//! Error taxonomy for the bot core.

use std::io;

/// Errors surfaced by the supervisor and its collaborators.
///
/// Protocol-content anomalies (malformed lines, unknown commands, unresolved
/// identities) are tolerated where they occur and only show up here when a
/// caller asks for them explicitly.
#[derive(Debug, thiserror::Error)]
pub enum BotError {
    /// Connection refused, reset, or any read/write failure on the transport.
    #[error("transport fault: {0}")]
    Transport(#[from] io::Error),

    /// The server closed the stream.
    #[error("connection closed by server")]
    ConnectionClosed,

    /// Fewer than two tokens in a decoded line.
    #[error("malformed line: {0:?}")]
    MalformedLine(String),

    /// A required configuration key is absent. Fatal at construction.
    #[error("missing config key {0}")]
    MissingConfiguration(&'static str),

    #[error("invalid configuration: {0}")]
    InvalidConfiguration(#[from] toml::de::Error),

    #[error("unable to read configuration: {0}")]
    ConfigRead(String),

    #[error("unable to save configuration: {0}")]
    ConfigWrite(String),

    /// A pending query was aborted by a disconnect or reconnect request.
    #[error("query interrupted by connection shutdown")]
    Interrupted,

    #[error("not connected")]
    NotConnected,

    #[error("plugin error: {0}")]
    Plugin(String),
}

impl BotError {
    /// Whether this error means the transport is gone.
    pub fn is_transport(&self) -> bool {
        matches!(self, Self::Transport(_) | Self::ConnectionClosed | Self::NotConnected)
    }
}

pub type Result<T> = std::result::Result<T, BotError>;
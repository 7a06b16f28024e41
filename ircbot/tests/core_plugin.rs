//! Built-in plugins driven through a running bot over an in-memory transport.

use std::path::Path;
use std::time::Duration;

use ircbot_sdk::transport::Transport;
use ircbot_sdk::{Bot, ConfigStore};
use ircbot::seen::SeenStore;
use tokio::io::{AsyncBufReadExt, AsyncWriteExt, BufReader, DuplexStream, Lines, ReadHalf, WriteHalf};

struct Server {
    lines: Lines<BufReader<ReadHalf<DuplexStream>>>,
    writer: WriteHalf<DuplexStream>,
}

impl Server {
    async fn send(&mut self, line: &str) {
        self.writer
            .write_all(format!("{line}\r\n").as_bytes())
            .await
            .unwrap();
    }

    async fn next(&mut self) -> Option<String> {
        tokio::time::timeout(Duration::from_secs(2), self.lines.next_line())
            .await
            .expect("timed out waiting for the bot")
            .unwrap()
    }

    async fn expect(&mut self) -> String {
        self.next().await.expect("bot closed the connection")
    }

    /// Answer a WHOIS for `nick` with a logged-in account, or none.
    async fn whois(&mut self, nick: &str, account: Option<&str>) {
        assert_eq!(self.expect().await, format!("WHOIS {nick}"));
        match account {
            Some(account) => {
                self.send(&format!(":irc.example.net 330 keeper {nick} {account} :is logged in as"))
                    .await
            }
            None => {
                self.send(&format!(":irc.example.net 318 keeper {nick} :End of /WHOIS list."))
                    .await
            }
        }
    }
}

fn write_config(dir: &Path) -> std::path::PathBuf {
    let path = dir.join("ircbot.toml");
    let text = format!(
        r##"
host = "irc.example.net"
port = 6667
nick = "keeper"
user = "keeper"
desc = "Channel keeper"
channels = ["#one"]
access_mod = []
access_admin = []
access_owner = ["boss"]
plugins = ["core", "seen"]
plugin_dir = '{}'
"##,
        dir.join("data").display()
    );
    std::fs::write(&path, text).unwrap();
    path
}

fn start(config: &Path) -> (Bot, Server) {
    let _ = tracing_subscriber::fmt().with_test_writer().try_init();
    let store = ConfigStore::open(config).unwrap();
    let plugins = store.read(|c| c.plugins.clone());
    let mut bot = Bot::new(store);
    ircbot::load_plugins(&mut bot, &plugins).unwrap();

    let (client, server) = tokio::io::duplex(64 * 1024);
    bot.attach(Transport::from_stream(client));
    let (read, writer) = tokio::io::split(server);
    let server = Server {
        lines: BufReader::new(read).lines(),
        writer,
    };
    (bot, server)
}

#[tokio::test]
async fn administers_the_bot_over_chat() {
    let dir = tempfile::tempdir().unwrap();
    let config = write_config(dir.path());
    let (mut bot, mut server) = start(&config);
    let task = tokio::spawn(async move { bot.run().await });

    server.send(":irc.example.net 001 keeper :Welcome").await;
    assert_eq!(server.expect().await, "JOIN #one");

    server.send(":alice!a@h PRIVMSG #one :!core help").await;
    let help = server.expect().await;
    assert!(help.starts_with("NOTICE alice :Commands: !core access, !core chanaccess"), "{help}");
    assert!(help.ends_with("!seen seen"), "{help}");

    // Unidentified users cannot speak through the bot.
    server.send(":alice!a@h PRIVMSG #one :!core say #one hi").await;
    server.whois("alice", None).await;
    assert_eq!(
        server.expect().await,
        "NOTICE alice :Permission denied: core say requires moderator access."
    );

    server.send(":boss!b@h PRIVMSG #one :!core setaccess Carol moderator").await;
    server.whois("boss", Some("Boss")).await;
    assert_eq!(server.expect().await, "PRIVMSG #one :carol now has moderator access.");

    server.send(":alice!a@h PRIVMSG #one :keeper: seen seen bob").await;
    assert_eq!(server.expect().await, "PRIVMSG #one :I have not seen bob.");

    server.send(":alice!a@h PRIVMSG #one :!seen seen BOSS").await;
    let seen = server.expect().await;
    assert!(seen.starts_with("PRIVMSG #one :boss was last seen "), "{seen}");
    assert!(seen.ends_with(" in #one saying: !core setaccess Carol moderator"), "{seen}");

    server.send(":boss!b@h PRIVMSG keeper :!core quit done for today").await;
    server.whois("boss", Some("boss")).await;
    assert_eq!(server.expect().await, "QUIT :done for today");
    assert_eq!(server.next().await, None);
    task.await.unwrap().unwrap();

    // The grant was written back to the config file.
    let reloaded = ConfigStore::open(&config).unwrap();
    assert_eq!(reloaded.read(|c| c.access_mod.clone()), vec!["carol".to_string()]);

    // Sightings were flushed on shutdown.
    let store = SeenStore::open(&dir.path().join("data/irc.example.net.6667.keeper/seen.db")).unwrap();
    let boss = store.last_seen("boss").unwrap().unwrap();
    assert_eq!(boss.target, "keeper");
    assert_eq!(boss.text, "!core quit done for today");
}

#[tokio::test]
async fn administrators_cannot_promote_past_themselves() {
    let dir = tempfile::tempdir().unwrap();
    let config = write_config(dir.path());
    let (mut bot, mut server) = start(&config);
    bot.set_access("dave", ircbot_sdk::BotAccess::Administrator).unwrap();
    let handle = bot.handle();
    let task = tokio::spawn(async move { bot.run().await });

    server.send(":irc.example.net 001 keeper :Welcome").await;
    assert_eq!(server.expect().await, "JOIN #one");

    server.send(":dave!d@h PRIVMSG #one :!core setaccess erin owner").await;
    server.whois("dave", Some("dave")).await;
    // The target's current tier is looked up by account, without a WHOIS.
    assert_eq!(server.expect().await, "NOTICE dave :You cannot change erin to owner.");

    server.send(":dave!d@h PRIVMSG #one :!core setaccess erin mod").await;
    server.whois("dave", Some("dave")).await;
    assert_eq!(server.expect().await, "PRIVMSG #one :erin now has moderator access.");

    server.send(":dave!d@h PRIVMSG #one :!core quit").await;
    server.whois("dave", Some("dave")).await;
    assert_eq!(
        server.expect().await,
        "NOTICE dave :Permission denied: core quit requires owner access."
    );

    handle.disconnect("bye").await.unwrap();
    assert_eq!(server.expect().await, "QUIT :bye");
    task.await.unwrap().unwrap();
}
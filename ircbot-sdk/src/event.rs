//! Events emitted by the bot for an optional subscriber.

/// Lifecycle and traffic notifications. Delivery is best-effort: events are
/// dropped when the subscriber falls behind.
#[derive(Debug, Clone, PartialEq, Eq)]
pub enum Event {
    /// Transport opened.
    Connected {
        host: String,
        port: u16,
    },

    /// Welcome received. `nick` is the nick the server confirmed.
    Registered {
        nick: String,
    },

    /// A PRIVMSG or NOTICE, before command recognition.
    Message {
        from: String,
        target: String,
        text: String,
        notice: bool,
    },

    /// A recognized command invocation, before dispatch.
    Command {
        from: String,
        target: String,
        plugin: String,
        command: String,
    },

    /// The liveness watchdog forced a reconnect.
    Reconnecting {
        reason: String,
    },

    Disconnected {
        reason: String,
    },

    /// Every decoded inbound line.
    RawLine(String),
}
//! Account resolution: map a nick to the services account it is logged in as.
//!
//! Two exchanges are used, chosen by whether the server advertised `WHOX`:
//!
//! - `WHO <nick> %a`, answered by a single 354 carrying the account field
//!   (`0` when not logged in) and closed by 315.
//! - `WHOIS <nick>`, where 330 carries the account directly, 307 either
//!   confirms identification or sends us on to the identity service, and
//!   318 closes the reply.
//!
//! Lines that are not part of the exchange are queued for normal dispatch.

use std::fmt;
use std::sync::Arc;

use crate::client::Bot;
use crate::error::Result;
use crate::irc::{RPL_ENDOFWHO, RPL_ENDOFWHOIS, RPL_WHOISACCOUNT, RPL_WHOISREGNICK, RPL_WHOSPCRPL};

/// Outcome of a completed lookup.
#[derive(Debug, Clone, PartialEq, Eq)]
pub enum Resolution {
    /// Logged in as this account (lowercase).
    Account(String),
    /// Confirmed not logged in.
    Unresolved,
}

impl Resolution {
    /// Interpret a WHOX account field.
    fn from_field(field: &str) -> Self {
        let field = field.trim_start_matches(':');
        if field.is_empty() || field == "0" {
            Self::Unresolved
        } else {
            Self::Account(field.to_lowercase())
        }
    }

    pub fn account(&self) -> Option<&str> {
        match self {
            Self::Account(account) => Some(account),
            Self::Unresolved => None,
        }
    }
}

impl fmt::Display for Resolution {
    fn fmt(&self, f: &mut fmt::Formatter<'_>) -> fmt::Result {
        match self {
            Self::Account(account) => f.write_str(account),
            Self::Unresolved => f.write_str("0"),
        }
    }
}

/// What a service reply line tells us.
#[derive(Debug, Clone, PartialEq, Eq)]
pub enum ServiceReply {
    Account(String),
    /// The service has nothing more to say about this nick.
    Finished,
    /// Keep reading.
    Continue,
}

/// A services bot that can be asked which account owns a nick.
pub trait IdentityService: Send + Sync {
    /// Nick the service sends its notices from.
    fn name(&self) -> &str;
    /// Raw command that starts the query.
    fn query(&self, nick: &str) -> String;
    /// Interpret one notice from the service.
    fn interpret(&self, text: &str) -> ServiceReply;
}

/// Atheme/Anope style NickServ.
#[derive(Debug, Default, Clone, Copy)]
pub struct NickServ;

const NICKSERV_TERMINAL: [&str; 5] = [
    "invalid command",
    "*** end of info ***",
    "isn't registered",
    "is not registered",
    "for more verbose information",
];

impl IdentityService for NickServ {
    fn name(&self) -> &str {
        "NickServ"
    }

    fn query(&self, nick: &str) -> String {
        format!("PRIVMSG NickServ :INFO {nick}")
    }

    fn interpret(&self, text: &str) -> ServiceReply {
        let lower = text.to_lowercase();
        if NICKSERV_TERMINAL.iter().any(|phrase| lower.contains(phrase)) {
            return ServiceReply::Finished;
        }
        if !lower.contains("information on") {
            return ServiceReply::Continue;
        }
        // "Information on Alice (account alice):"
        match lower.split_whitespace().last() {
            Some(token) => {
                let account = token.strip_suffix("):").unwrap_or(token);
                ServiceReply::Account(account.to_string())
            }
            None => ServiceReply::Continue,
        }
    }
}

impl Bot {
    /// Find the account a nick is logged in as.
    ///
    /// Fails with [`crate::error::BotError::Interrupted`] when a disconnect or
    /// reconnect arrives mid-exchange, and with a transport error when the
    /// connection breaks.
    pub async fn resolve_account(&mut self, nick: &str) -> Result<Resolution> {
        let resolution = if self.session.whox {
            self.resolve_whox(nick).await?
        } else {
            self.resolve_whois(nick).await?
        };
        tracing::debug!(nick, account = %resolution, "Resolved account");
        Ok(resolution)
    }

    async fn resolve_whox(&mut self, nick: &str) -> Result<Resolution> {
        self.begin_query(&format!("WHO {nick} %a")).await?;
        loop {
            let msg = self.next_query_line().await?;
            match msg.command.as_str() {
                RPL_WHOSPCRPL => return Ok(Resolution::from_field(msg.param(1))),
                RPL_ENDOFWHO if msg.param(1).eq_ignore_ascii_case(nick) => {
                    return Ok(Resolution::Unresolved);
                }
                _ => self.forward(msg),
            }
        }
    }

    async fn resolve_whois(&mut self, nick: &str) -> Result<Resolution> {
        self.begin_query(&format!("WHOIS {nick}")).await?;
        loop {
            let msg = self.next_query_line().await?;
            if !msg.is_numeric() || !msg.param(1).eq_ignore_ascii_case(nick) {
                self.forward(msg);
                continue;
            }
            match msg.command.as_str() {
                RPL_WHOISREGNICK => {
                    let text = msg.trailing().to_lowercase();
                    if text.contains("has identified for this nick") {
                        return Ok(Resolution::Account(msg.param(1).to_lowercase()));
                    }
                    if text.contains("is a registered nick") {
                        return self.ask_identity_service(nick).await;
                    }
                }
                RPL_WHOISACCOUNT => {
                    return Ok(Resolution::from_field(msg.param(2)));
                }
                RPL_ENDOFWHOIS => return Ok(Resolution::Unresolved),
                _ => {}
            }
        }
    }

    async fn ask_identity_service(&mut self, nick: &str) -> Result<Resolution> {
        let service = Arc::clone(&self.identity_service);
        self.begin_query(&service.query(nick)).await?;
        loop {
            let msg = self.next_query_line().await?;
            if msg.command != "NOTICE" || !msg.user().nick.eq_ignore_ascii_case(service.name()) {
                self.forward(msg);
                continue;
            }
            match service.interpret(&msg.text_from(1)) {
                ServiceReply::Account(account) => return Ok(Resolution::Account(account)),
                ServiceReply::Finished => return Ok(Resolution::Unresolved),
                ServiceReply::Continue => {}
            }
        }
    }
}

#[cfg(test)]
mod tests {
    use super::*;
    use crate::access::BotAccess;
    use crate::error::BotError;
    use crate::testing::connected_bot;

    #[test]
    fn nickserv_extracts_account() {
        let ns = NickServ;
        assert_eq!(
            ns.interpret("Information on Alice (account Alice):"),
            ServiceReply::Account("alice".into())
        );
        assert_eq!(ns.interpret("Registered : Jan 01 2020"), ServiceReply::Continue);
        assert_eq!(ns.interpret("*** End of Info ***"), ServiceReply::Finished);
        assert_eq!(ns.interpret("Nick \x02bob\x02 isn't registered."), ServiceReply::Finished);
        assert_eq!(
            ns.interpret("For more verbose information, type /msg NickServ INFO alice ALL."),
            ServiceReply::Finished
        );
    }

    #[test]
    fn unresolved_renders_as_zero() {
        assert_eq!(Resolution::Unresolved.to_string(), "0");
        assert_eq!(Resolution::from_field("0"), Resolution::Unresolved);
        assert_eq!(Resolution::from_field("Alice").account(), Some("alice"));
    }

    #[tokio::test]
    async fn whois_identified_uses_nick_position() {
        let (mut bot, mut server) = connected_bot();
        server.send(":srv 311 keeper Alice a host * :Alice").await;
        server.send(":srv 307 keeper Alice :has identified for this nick").await;

        let res = bot.resolve_account("alice").await.unwrap();
        assert_eq!(res, Resolution::Account("alice".into()));
        assert_eq!(server.expect().await, "WHOIS alice");
    }

    #[tokio::test]
    async fn whois_account_numeric() {
        let (mut bot, mut server) = connected_bot();
        server.send(":srv 330 keeper alice AliceAcct :is logged in as").await;

        let res = bot.resolve_account("alice").await.unwrap();
        assert_eq!(res, Resolution::Account("aliceacct".into()));
        server.expect().await;
    }

    #[tokio::test]
    async fn whois_end_without_account_is_unresolved() {
        let (mut bot, mut server) = connected_bot();
        server.send(":srv 311 keeper alice a host * :Alice").await;
        server.send(":srv 318 keeper alice :End of /WHOIS list.").await;

        assert_eq!(bot.resolve_account("alice").await.unwrap(), Resolution::Unresolved);
        server.expect().await;
    }

    #[tokio::test]
    async fn whois_registered_nick_asks_nickserv() {
        let (mut bot, mut server) = connected_bot();
        server.send(":srv 307 keeper alice :is a registered nick").await;
        server.send(":carol!c@h PRIVMSG #one :unrelated").await;
        server
            .send(":NickServ!services@services NOTICE keeper :Information on alice (account ally):")
            .await;

        assert_eq!(bot.resolve_account("alice").await.unwrap(), Resolution::Account("ally".into()));
        assert_eq!(server.expect().await, "WHOIS alice");
        assert_eq!(server.expect().await, "PRIVMSG NickServ :INFO alice");
        assert_eq!(bot.backlog.len(), 1);
        assert_eq!(bot.backlog[0].command, "PRIVMSG");
    }

    #[tokio::test]
    async fn whox_returns_account_field() {
        let (mut bot, mut server) = connected_bot();
        bot.session.whox = true;
        server.send(":srv NOTICE keeper :unrelated").await;
        server.send(":srv 354 keeper Alice").await;

        assert_eq!(bot.resolve_account("alice").await.unwrap(), Resolution::Account("alice".into()));
        assert_eq!(server.expect().await, "WHO alice %a");
        assert_eq!(bot.backlog.len(), 1);
    }

    #[tokio::test]
    async fn whox_end_of_who_first_is_unresolved() {
        let (mut bot, mut server) = connected_bot();
        bot.session.whox = true;
        server.send(":srv 315 keeper alice :End of /WHO list.").await;

        let res = bot.resolve_account("alice").await.unwrap();
        assert_eq!(res, Resolution::Unresolved);
        assert_eq!(res.to_string(), "0");
    }

    #[tokio::test]
    async fn pings_are_answered_mid_query() {
        let (mut bot, mut server) = connected_bot();
        bot.session.whox = true;
        server.send("PING :tok").await;
        server.send(":srv 354 keeper 0").await;

        assert_eq!(bot.resolve_account("alice").await.unwrap(), Resolution::Unresolved);
        assert_eq!(server.expect().await, "WHO alice %a");
        assert_eq!(server.expect().await, "PONG :tok");
        assert!(bot.backlog.is_empty());
    }

    #[tokio::test]
    async fn disconnect_aborts_pending_lookup() {
        let (mut bot, mut server) = connected_bot();
        bot.handle().disconnect("shutting down").await.unwrap();

        assert!(matches!(bot.resolve_account("alice").await, Err(BotError::Interrupted)));
        assert_eq!(bot.access_level("alice", true).await.unwrap(), BotAccess::NotRegistered);

        bot.run_loop().await.unwrap();
        assert_eq!(server.expect().await, "WHOIS alice");
        assert_eq!(server.expect().await, "QUIT :shutting down");
    }

    #[tokio::test]
    async fn closed_connection_is_a_transport_fault() {
        let (mut bot, server) = connected_bot();
        drop(server);
        let err = bot.resolve_account("alice").await.unwrap_err();
        assert!(err.is_transport());
    }
}
//! The `seen` plugin: when and where a nick last spoke.
//!
//! Sightings are kept in memory and written to SQLite when the bot saves
//! plugin state (before a forced reconnect and on shutdown).

use std::collections::HashMap;
use std::path::Path;
use std::sync::Arc;

use anyhow::{Context, Result};
use chrono::{DateTime, Utc};
use ircbot_sdk::irc::User;
use ircbot_sdk::{Bot, BotError, CommandHandler, CommandRegistry, HandlerFuture, Invocation, Plugin};
use parking_lot::Mutex;
use rusqlite::{Connection, OptionalExtension};

pub const NAME: &str = "seen";

/// One observed message.
#[derive(Debug, Clone, PartialEq, Eq)]
pub struct Sighting {
    pub nick: String,
    pub target: String,
    pub text: String,
    pub at: DateTime<Utc>,
}

/// Last-seen table backed by SQLite.
pub struct SeenStore {
    db: Mutex<Connection>,
}

impl SeenStore {
    /// Open or create a seen database.
    pub fn open(path: &Path) -> Result<Self> {
        let db = Connection::open(path).context("Failed to open seen database")?;
        db.execute_batch(
            "CREATE TABLE IF NOT EXISTS seen (
                nick TEXT PRIMARY KEY,
                display TEXT NOT NULL,
                target TEXT NOT NULL,
                text TEXT NOT NULL,
                at TEXT NOT NULL
            );",
        )?;
        Ok(Self { db: Mutex::new(db) })
    }

    /// Open an in-memory database (for testing).
    pub fn in_memory() -> Result<Self> {
        Self::open(Path::new(":memory:"))
    }

    /// Store sightings, replacing older ones for the same nick.
    pub fn record<'a>(&self, sightings: impl IntoIterator<Item = &'a Sighting>) -> Result<usize> {
        let mut db = self.db.lock();
        let tx = db.transaction()?;
        let mut count = 0;
        {
            let mut stmt = tx.prepare(
                "INSERT OR REPLACE INTO seen (nick, display, target, text, at)
                 VALUES (?1, ?2, ?3, ?4, ?5)",
            )?;
            for s in sightings {
                stmt.execute(rusqlite::params![
                    s.nick.to_lowercase(),
                    s.nick,
                    s.target,
                    s.text,
                    s.at.to_rfc3339()
                ])?;
                count += 1;
            }
        }
        tx.commit()?;
        Ok(count)
    }

    pub fn last_seen(&self, nick: &str) -> Result<Option<Sighting>> {
        let db = self.db.lock();
        let row = db
            .query_row(
                "SELECT display, target, text, at FROM seen WHERE nick = ?1",
                rusqlite::params![nick.to_lowercase()],
                |row| {
                    Ok((
                        row.get::<_, String>(0)?,
                        row.get::<_, String>(1)?,
                        row.get::<_, String>(2)?,
                        row.get::<_, String>(3)?,
                    ))
                },
            )
            .optional()?;
        let Some((nick, target, text, at)) = row else {
            return Ok(None);
        };
        let at = DateTime::parse_from_rfc3339(&at)
            .with_context(|| format!("Bad timestamp for {nick}"))?
            .with_timezone(&Utc);
        Ok(Some(Sighting {
            nick,
            target,
            text,
            at,
        }))
    }
}

pub struct SeenPlugin {
    store: SeenStore,
    pending: Mutex<HashMap<String, Sighting>>,
}

impl SeenPlugin {
    pub fn new(store: SeenStore) -> Self {
        Self {
            store,
            pending: Mutex::new(HashMap::new()),
        }
    }

    pub fn open(path: &Path) -> Result<Self> {
        Ok(Self::new(SeenStore::open(path)?))
    }

    /// Most recent sighting, unsaved ones first.
    pub fn lookup(&self, nick: &str) -> Result<Option<Sighting>> {
        if let Some(s) = self.pending.lock().get(&nick.to_lowercase()) {
            return Ok(Some(s.clone()));
        }
        self.store.last_seen(nick)
    }

    async fn seen(&self, bot: &mut Bot, inv: &Invocation) -> ircbot_sdk::Result<bool> {
        let Some(nick) = inv.arg(0) else {
            let prefix = bot.config().cmd_prefix;
            bot.send_notice(&inv.user.nick, &format!("Usage: {prefix}{NAME} seen <nick>"))
                .await?;
            return Ok(true);
        };
        let found = self
            .lookup(nick)
            .map_err(|e| BotError::Plugin(e.to_string()))?;
        let text = match found {
            Some(s) => format!(
                "{} was last seen {} in {} saying: {}",
                s.nick,
                s.at.format("%Y-%m-%d %H:%M:%S UTC"),
                s.target,
                s.text
            ),
            None => format!("I have not seen {nick}."),
        };
        bot.send_message(inv.reply_target(), &text).await?;
        Ok(true)
    }
}

impl CommandHandler for SeenPlugin {
    fn call<'a>(&'a self, bot: &'a mut Bot, inv: &'a Invocation) -> HandlerFuture<'a> {
        Box::pin(self.seen(bot, inv))
    }
}

impl Plugin for SeenPlugin {
    fn name(&self) -> &str {
        NAME
    }

    fn register(self: Arc<Self>, registry: &mut CommandRegistry) {
        registry.register(NAME, "seen", self);
    }

    fn on_message(&self, from: &User, target: &str, text: &str) {
        // Server notices have no user part.
        if from.user.is_none() {
            return;
        }
        self.pending.lock().insert(
            from.nick.to_lowercase(),
            Sighting {
                nick: from.nick.clone(),
                target: target.to_string(),
                text: text.to_string(),
                at: Utc::now(),
            },
        );
    }

    fn save(&self) -> ircbot_sdk::Result<()> {
        let pending = self.pending.lock().clone();
        if pending.is_empty() {
            return Ok(());
        }
        // Entries stay buffered until the write succeeds.
        let saved = self
            .store
            .record(pending.values())
            .map_err(|e| BotError::Plugin(format!("{NAME}: {e}")))?;
        self.pending
            .lock()
            .retain(|nick, sighting| pending.get(nick) != Some(sighting));
        tracing::debug!(saved, "Saved sightings");
        Ok(())
    }
}

#[cfg(test)]
mod tests {
    use super::*;

    fn alice() -> User {
        User::parse("Alice!a@example.org")
    }

    #[test]
    fn pending_sightings_are_visible_before_save() {
        let plugin = SeenPlugin::new(SeenStore::in_memory().unwrap());
        plugin.on_message(&alice(), "#one", "first");
        plugin.on_message(&alice(), "#one", "second");

        let seen = plugin.lookup("ALICE").unwrap().unwrap();
        assert_eq!(seen.nick, "Alice");
        assert_eq!(seen.text, "second");
        assert!(plugin.store.last_seen("alice").unwrap().is_none());
    }

    #[test]
    fn server_notices_are_ignored() {
        let plugin = SeenPlugin::new(SeenStore::in_memory().unwrap());
        plugin.on_message(&User::parse("irc.example.net"), "*", "*** Looking up");
        assert!(plugin.lookup("irc.example.net").unwrap().is_none());
    }

    #[test]
    fn failed_save_keeps_sightings() {
        let plugin = SeenPlugin::new(SeenStore::in_memory().unwrap());
        plugin.on_message(&alice(), "#one", "still here");
        plugin.store.db.lock().execute_batch("DROP TABLE seen").unwrap();

        assert!(plugin.save().is_err());
        assert_eq!(plugin.pending.lock().len(), 1);
        assert_eq!(plugin.lookup("alice").unwrap().unwrap().text, "still here");
    }

    #[test]
    fn save_flushes_to_disk() {
        let dir = tempfile::tempdir().unwrap();
        let path = dir.path().join("seen.db");

        let plugin = SeenPlugin::open(&path).unwrap();
        plugin.on_message(&alice(), "#two", "bye");
        plugin.save().unwrap();
        assert!(plugin.pending.lock().is_empty());
        drop(plugin);

        let reopened = SeenStore::open(&path).unwrap();
        let seen = reopened.last_seen("alice").unwrap().unwrap();
        assert_eq!(seen.target, "#two");
        assert_eq!(seen.text, "bye");
    }
}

----

Work item:
The task calls for all lines in the entries that hold "forced".

Solved problem:
    /// The liveness watchdog forced a reconnect.
//! plugin state (before a forced reconnect and on shutdown).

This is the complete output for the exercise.